WORK ITEM :: Given the listing below, output exactly the line containing "use anyhow::Result;" and every line after it through the end.

EXTRACTED DATA ::

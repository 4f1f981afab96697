//! HealthMoniTree: Local health-monitoring terminal application.
//!
//! Main entry point for the terminal application.

use anyhow::Result;
use std::io::IsTerminal;
use tracing_subscriber::{layer::SubscriberExt, util::SubscriberInitExt, EnvFilter};

use healthmonitree::adapters::sanitize::SanitizingMakeWriter;
use healthmonitree::tui::App;
use healthmonitree::AppConfig;

fn main() -> Result<()> {
    let config = AppConfig::from_env();

    // Writing logs to the terminal would corrupt the TUI (alternate screen).
    // Interactive runs log to a file unless told otherwise.
    let interactive = std::io::stdout().is_terminal();

    let (writer, _guard) = if config.log.mode.use_file(interactive) {
        if let Some(parent) = config.log.file.parent() {
            // Best-effort: a missing directory surfaces as the open error below.
            let _ = std::fs::create_dir_all(parent);
        }

        let file = std::fs::OpenOptions::new()
            .create(true)
            .append(true)
            .open(&config.log.file)?;
        tracing_appender::non_blocking(file)
    } else {
        tracing_appender::non_blocking(std::io::stdout())
    };

    tracing_subscriber::registry()
        .with(EnvFilter::try_from_default_env().unwrap_or_else(|_| EnvFilter::new("info")))
        .with(tracing_subscriber::fmt::layer().with_writer(SanitizingMakeWriter::new(writer)))
        .init();

    tracing::info!("Starting HealthMoniTree...");

    let mut app = App::new(config)?;
    app.run()?;

    tracing::info!("HealthMoniTree shutdown complete.");
    Ok(())
}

REPLY ::
use anyhow::Result;
use std::io::IsTerminal;
use tracing_subscriber::{layer::SubscriberExt, util::SubscriberInitExt, EnvFilter};

use healthmonitree::adapters::sanitize::SanitizingMakeWriter;
use healthmonitree::tui::App;
use healthmonitree::AppConfig;

fn main() -> Result<()> {
    let config = AppConfig::from_env();

    // Writing logs to the terminal would corrupt the TUI (alternate screen).
    // Interactive runs log to a file unless told otherwise.
    let interactive = std::io::stdout().is_terminal();

    let (writer, _guard) = if config.log.mode.use_file(interactive) {
        if let Some(parent) = config.log.file.parent() {
            // Best-effort: a missing directory surfaces as the open error below.
            let _ = std::fs::create_dir_all(parent);
        }

        let file = std::fs::OpenOptions::new()
            .create(true)
            .append(true)
            .open(&config.log.file)?;
        tracing_appender::non_blocking(file)
    } else {
        tracing_appender::non_blocking(std::io::stdout())
    };

    tracing_subscriber::registry()
        .with(EnvFilter::try_from_default_env().unwrap_or_else(|_| EnvFilter::new("info")))
        .with(tracing_subscriber::fmt::layer().with_writer(SanitizingMakeWriter::new(writer)))
        .init();

    tracing::info!("Starting HealthMoniTree...");

    let mut app = App::new(config)?;
    app.run()?;

    tracing::info!("HealthMoniTree shutdown complete.");
    Ok(())
}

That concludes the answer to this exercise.